Однажды Янеку пришлось даже пообещать Ягоде, что придет разрисовать его подвал. В своей современной вилле в Визовицах «пан фабрикант» хотел устроить нечто вроде винного погребка в словацко-валашском стиле, куда он мог бы приводить важных гостей. И вот Янек спустился в Визовицы и стал рисовать на побеленных стенах разбойников и шалаши овчаров, а другой такой же самозванный художник, откуда-то из-под Брода, рисовал на противоположной стене словацкие национальные костюмы и все время пел песни. Через какое-то время все это им осточертело. Они бросили свое малеванье и так нахлестались разных водок-настоек, что им и море было по колено. Потолок они так и не закончили. Похлопали друг друга по плечу, расцеловались по-братски — и только их и видели! Янек вернулся домой на Вартовну, и тщетно Ягода грозил ему, а потом уговаривал. Но Янек не пошел в Визовицы. Так и остался подвал «фабриканта» Ягоды не расписанным до конца.
Но это было давно. Ягода в конце концов смирился с этим, да и погребок получился недурной. К Янеку Ягода продолжал относиться по-приятельски.
— Привезли вам дорогого гостя, — начала пани Ягодова.
С Горнянчиным у нее были не очень-то теплые отношения. Пани «фабрикантша» видела в нем неотесанного валаха. Она не могла ему простить, что как-то он спросил ее, откуда она родом — не из Прлова ли? Она выставляла себя иностранкой, хотя была урожденной Цедидловой из Прлова. Звали ее Марушкой. Некоторое время она действительно жила в Англии и вернулась оттуда уже не Марушкой, а Мэри, и Ягода, который был немного старше ее, просто с ума сходил по ней.
Хоть у Ягоды голова седая, но он еще мужик что надо… И как эта Марушка Цедидлова смогла его так оседлать!
Вот и сейчас — она и слова ему сказать не дает.
— Пан доктор Мезуланик большой друг Валахии. Он очень любит… как это сказать… фольклор… Вот мы и решили сделать вам приятное. Но учтите, что пан доктор…
Пан доктор, выставив длинную бородку, принялся разглядывать полки и сразу же что-то выловил. Это была фигурка валашского стражника.
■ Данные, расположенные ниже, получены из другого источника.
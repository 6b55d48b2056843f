//! VM fault handling.
//!
//! Entered from the trap handler on a TLB miss. Decides whether the
//! faulting address is legal (a defined region, the heap window, or the
//! user stack window), backs the page with a zeroed frame on first
//! touch, and installs the translation into a random TLB slot.

use ferrite_core::addr::VirtAddr;
use ferrite_core::sync::IrqSpinLock;
use ferrite_core::syscall::Errno;

use crate::address_space::AddressSpace;
use crate::coremap::Coremap;
use crate::layout::{USER_STACK_TOP, stack_window_base};
use crate::tlb::{EntryLo, Tlb};

/// Kind of memory fault, as reported by the trap handler.
#[derive(Debug, Clone, Copy, PartialEq, Eq)]
pub enum FaultKind {
    /// Read miss.
    Read,
    /// Write miss.
    Write,
    /// Write to a present read-only translation.
    ReadOnly,
}

impl FaultKind {
    /// Decodes the raw trap code. Unknown codes are a user error.
    pub fn from_code(code: u32) -> Result<Self, Errno> {
        match code {
            0 => Ok(Self::Read),
            1 => Ok(Self::Write),
            2 => Ok(Self::ReadOnly),
            _ => Err(Errno::Inval),
        }
    }
}

/// Returns `true` when `vaddr` is an address user code may touch: a
/// defined region, the heap window, or the stack window below the
/// stack top. Used by the fault handler and by kernel copies into user
/// space.
pub fn is_legal_user_address(aspace: &AddressSpace, vaddr: VirtAddr) -> bool {
    let vaddr = vaddr.page_base();

    // Between the heap and the stack window lies nothing.
    if vaddr >= aspace.heap_end() && vaddr < stack_window_base() {
        return false;
    }

    if vaddr >= USER_STACK_TOP {
        return false;
    }

    // Below the heap, the address must fall inside a defined region.
    if vaddr < aspace.heap_start() && !aspace.regions().iter().any(|r| r.contains(vaddr)) {
        return false;
    }

    true
}

/// Handles a VM fault against `aspace`.
///
/// On success a translation for the faulting page is live in the TLB.
/// Illegal addresses return bad-address; out-of-frames returns
/// no-memory.
///
/// # Panics
///
/// A READONLY fault panics: every mapping this kernel installs is
/// writable, so the hardware cannot legitimately report one.
pub fn vm_fault(
    aspace: &mut AddressSpace,
    coremap: &mut Coremap,
    tlb: &IrqSpinLock<Tlb>,
    kind: FaultKind,
    faultaddress: VirtAddr,
) -> Result<(), Errno> {
    let faultaddress = faultaddress.page_base();

    match kind {
        FaultKind::ReadOnly => {
            // We always create pages read-write, so we can't get this.
            panic!("vm_fault: READONLY fault at {faultaddress}");
        }
        FaultKind::Read | FaultKind::Write => {}
    }

    if !is_legal_user_address(aspace, faultaddress) {
        return Err(Errno::Fault);
    }

    let paddr = aspace.ensure_backed(faultaddress, coremap)?;
    assert!(paddr.is_page_aligned(), "backing frame must be page-aligned");

    // Install under raised interrupt priority (the TLB lock masks
    // interrupts) so the write is atomic with respect to traps.
    let hi = faultaddress.as_u64() as u32;
    let lo = paddr.as_u64() as u32 | (EntryLo::DIRTY | EntryLo::VALID).bits();
    tlb.lock().write_random(hi, lo);

    Ok(())
}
Как-то летом Янек крутил и вертел целый пенечек, пока не вырезал из него эту фигурку в плаще и высокой широкополой шляпе с обушком в руке.
— Любопытно, — обронил пан доктор, вертя фигурку в прозрачных бескровных пальцах. — Цельнорезная… А эта одежда, спадающая пышными складками… Любопытно. Пан фабрикант, вас можно поздравить с открытием.
Ягода сиял. У Янека по лицу пробежала усмешка.
— Как вы научились этому? — допытывался Мезуланик.
— Да это у нас в роду, — буркнул Горнянчин. — Еще дедушка говорил мне, что дерево надо чувствовать, потому что оно живое… С ним, мол, надо обращаться как с человеком… Ведь даже полено, если по нему как следует ударить, подает голос. Надо уметь на ощупь определять, как оно росло и где у него душа… Тогда оно само поддастся!
— Так вы верите, что у дерева есть душа?
— А как же иначе? Ведь оно же растет, — искренне удивился Горнянчин. — А вы слышали, как поют доски, когда их на лесопилке остругивают? Как орган. То низким, то высоким голосом. — Янек стоял с таким видом, словно в самом деле прислушивался. — Они поют о том, что слышали в горах, когда были деревьями.
Стало смеркаться. Мезуланик подошел к окну, чтобы лучше разглядеть фигурку.
— Что тут особенно для меня интересно, — проговорил он после минутного раздумья, — так это то, как здесь выражено отношение народа ко всему военному. Тут сразу видишь, как глубоко народны корни военного сословия в Валахии. Вот такие стражники были подлинными сынами и героями валашского народа!